Dear Thoughtful Pastor: Does God Play Favorites?

Dear Thoughtful Pastor: Does God Play Favorites? February 13, 2018

For those who preach and believe in predestination, the “God always has a plan” tribe, then yes, God does play favorites. Some get it good. Some don’t. Quit complaining. It’s all part of God’s design.


Dear Thoughtful Pastor: I just read the story of Daniel in the lion’s den (which seemed more like a cage than a den with free access to gazelles and rabbits).

So God protected Daniel from being eaten because he was innocent.  Darius, on the other hand, pitches the accuser AND his wife and kids to the lions who proceed to eat them.  Why did God (who just saved Daniel because he was innocent) from the lions do zip about the wife and the, most certainly innocent, children

This action seems like political favoritism at the very top. What do you think? Does God play favorites?

Your question intrigued me so I sat down and re-read the entire book of Daniel. I saw intriguing miracles, temperamental kings, crazy dreams and indecipherable visions.
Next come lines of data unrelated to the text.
#[cfg(test)]
mod tests {
    use super::*;

    fn make_date(date_str: &str) -> NaiveDate {
        NaiveDate::parse_from_str(date_str, "%Y-%m-%d").unwrap()
    }

    fn no_context() -> DateContext {
        DateContext::default()
    }

    fn week_of(date_str: &str) -> DateContext {
        DateContext {
            week_start: Some(make_date(date_str)),
        }
    }

    fn resolver_with_fallback(year: i32) -> DateResolver {
        DateResolver::new(DatePolicy {
            two_digit_year_pivot: 30,
            fallback_year: Some(year),
        })
    }

    #[test]
    fn test_iso_passes_through() {
        let date = resolve_date("2024-03-05", &no_context());
        assert_eq!(date.iso_date, Some(make_date("2024-03-05")));
        assert_eq!(date.ambiguity, DateAmbiguity::None);
        assert!(!date.inferred_year);
    }

    #[test]
    fn test_explicit_years_are_not_bounded() {
        let (date, rule) = DateResolver::default().resolve_with_rule("2150-01-01", &no_context());
        assert_eq!(date.iso_date, Some(make_date("2150-01-01")));
        assert_eq!(rule, DateRule::Iso);

        let (date, rule) = DateResolver::default().resolve_with_rule("01/02/1850", &no_context());
        assert_eq!(date.iso_date, Some(make_date("1850-01-02")));
        assert_eq!(rule, DateRule::UsFull);
    }

    #[test]
    fn test_us_full_date_with_trailing_punctuation() {
        let (date, rule) = DateResolver::default().resolve_with_rule("03/05/2024.", &no_context());
        assert_eq!(date.iso_date, Some(make_date("2024-03-05")));
        assert_eq!(date.display, "03/05/2024");
        assert_eq!(rule, DateRule::UsFull);
    }

    #[test]
    fn test_two_digit_year_expands_to_2000s_at_or_below_pivot() {
        assert_eq!(
            resolve_date("3/5/24", &no_context()).iso_date,
            Some(make_date("2024-03-05"))
        );
        assert_eq!(
            resolve_date("03-05-30", &no_context()).iso_date,
            Some(make_date("2030-03-05"))
        );
    }

    #[test]
    fn test_two_digit_year_expands_to_1900s_above_pivot() {
        assert_eq!(
            resolve_date("3/5/95", &no_context()).iso_date,
            Some(make_date("1995-03-05"))
        );
        assert_eq!(
            resolve_date("03-05-31", &no_context()).iso_date,
            Some(make_date("1931-03-05"))
        );
    }

    #[test]
    fn test_mixed_separators_are_not_two_digit_year_dates() {
        let date = resolve_date("3/5-24", &no_context());
        assert_eq!(date.ambiguity, DateAmbiguity::InvalidFormat);
    }

    #[test]
    fn test_partial_date_uses_fallback_year() {
        let resolver = resolver_with_fallback(2025);

        let (date, rule) = resolver.resolve_with_rule("3/5", &no_context());
        assert_eq!(date.iso_date, Some(make_date("2025-03-05")));
        assert_eq!(date.ambiguity, DateAmbiguity::None);
        assert!(date.inferred_year);
        assert_eq!(date.display, "03/05/2025");
        assert_eq!(rule, DateRule::FallbackYear);

        let dotted = resolver.resolve("12.31", &no_context());
        assert_eq!(dotted.iso_date, Some(make_date("2025-12-31")));
    }

    #[test]
    fn test_partial_date_defaults_to_current_year() {
        let date = resolve_date("3/5", &no_context());
        assert_eq!(date.iso_date.unwrap().year(), Utc::now().year());
    }

    #[test]
    fn test_weekday_with_week_context() {
        let context = week_of("2024-03-04");
        assert_eq!(
            resolve_date("Monday", &context).iso_date,
            Some(make_date("2024-03-04"))
        );
        assert_eq!(
            resolve_date("wed", &context).iso_date,
            Some(make_date("2024-03-06"))
        );
        assert_eq!(
            resolve_date("Sunday", &context).iso_date,
            Some(make_date("2024-03-10"))
        );
    }

    #[test]
    fn test_weekday_in_week_starting_midweek() {
        // 2024-03-06 is a Wednesday, so Monday falls in the following calendar week.
        let context = week_of("2024-03-06");
        assert_eq!(
            resolve_date("Monday", &context).iso_date,
            Some(make_date("2024-03-11"))
        );
    }

    #[test]
    fn test_weekday_with_trailing_number() {
        let (date, rule) =
            DateResolver::default().resolve_with_rule("Tue 5th", &week_of("2024-03-04"));
        assert_eq!(date.iso_date, Some(make_date("2024-03-05")));
        assert_eq!(rule, DateRule::Weekday { stated_day: Some(5) });
    }

    #[test]
    fn test_weekday_without_context_needs_week() {
        let date = resolve_date("Monday", &no_context());
        assert_eq!(date.ambiguity, DateAmbiguity::NeedsWeekContext);
        assert_eq!(date.iso_date, None);
        assert_eq!(date.display, "Monday");
    }

    #[test]
    fn test_bare_day_needs_month() {
        let date = resolve_date("14", &no_context());
        assert_eq!(date.ambiguity, DateAmbiguity::NeedsMonth);
        assert_eq!(date.iso_date, None);
        assert_eq!(date.display, "14");
    }

    #[test]
    fn test_bare_day_out_of_range_is_invalid() {
        assert_eq!(
            resolve_date("0", &no_context()).ambiguity,
            DateAmbiguity::InvalidFormat
        );
        assert_eq!(
            resolve_date("45", &no_context()).ambiguity,
            DateAmbiguity::InvalidFormat
        );
    }

    #[test]
    fn test_generic_month_name_formats() {
        assert_eq!(
            resolve_date("March 5, 2024", &no_context()).iso_date,
            Some(make_date("2024-03-05"))
        );
        assert_eq!(
            resolve_date("Mar 5th 2024", &no_context()).iso_date,
            Some(make_date("2024-03-05"))
        );
        assert_eq!(
            resolve_date("5 March 2024", &no_context()).iso_date,
            Some(make_date("2024-03-05"))
        );
        assert_eq!(
            resolve_date("2024/03/05", &no_context()).iso_date,
            Some(make_date("2024-03-05"))
        );
    }

    #[test]
    fn test_generic_parse_rejects_out_of_range_years() {
        let date = resolve_date("June 1, 1850", &no_context());
        assert_eq!(date.ambiguity, DateAmbiguity::InvalidFormat);
        assert_eq!(date.display, "June 1, 1850");
    }

    #[test]
    fn test_impossible_calendar_dates_are_invalid() {
        assert_eq!(
            resolve_date("2024-02-30", &no_context()).ambiguity,
            DateAmbiguity::InvalidFormat
        );
        assert_eq!(
            resolve_date("13/45/2024", &no_context()).ambiguity,
            DateAmbiguity::InvalidFormat
        );
    }

    #[test]
    fn test_garbage_preserves_original() {
        let date = resolve_date("  smudge ", &no_context());
        assert_eq!(date.ambiguity, DateAmbiguity::InvalidFormat);
        assert_eq!(date.display, "smudge");
        assert_eq!(date.iso_date, None);
    }

    #[test]
    fn test_empty_is_invalid() {
        assert_eq!(
            resolve_date("", &no_context()).ambiguity,
            DateAmbiguity::InvalidFormat
        );
    }

    #[test]
    fn test_custom_pivot() {
        let resolver = DateResolver::new(DatePolicy {
            two_digit_year_pivot: 10,
            fallback_year: None,
        });
        assert_eq!(resolver.expand_two_digit_year(10), 2010);
        assert_eq!(resolver.expand_two_digit_year(24), 1924);
    }
}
The particular story you refer to is found in Daniel 6. Here, Daniel, brought to Babylon from besieged Jerusalem as a young man, has distinguished himself as a significant and successful political operative under King Darius. King Darius was, as a consequence, partial to Daniel. Loyal and competent subordinates have always been hard to find.

As generally happens, some of the less successful operatives came down with a nasty case of professional jealousy. They plotted to find a way to rid themselves of a political rival.

Eventually, knowing that kings always have outsized egos, they pitched an idea to Darius. Offering glowing phrases of admiration, the envious flunkies suggested that Darius should insist that every single person in the kingdom pray to him, and him only, for one month.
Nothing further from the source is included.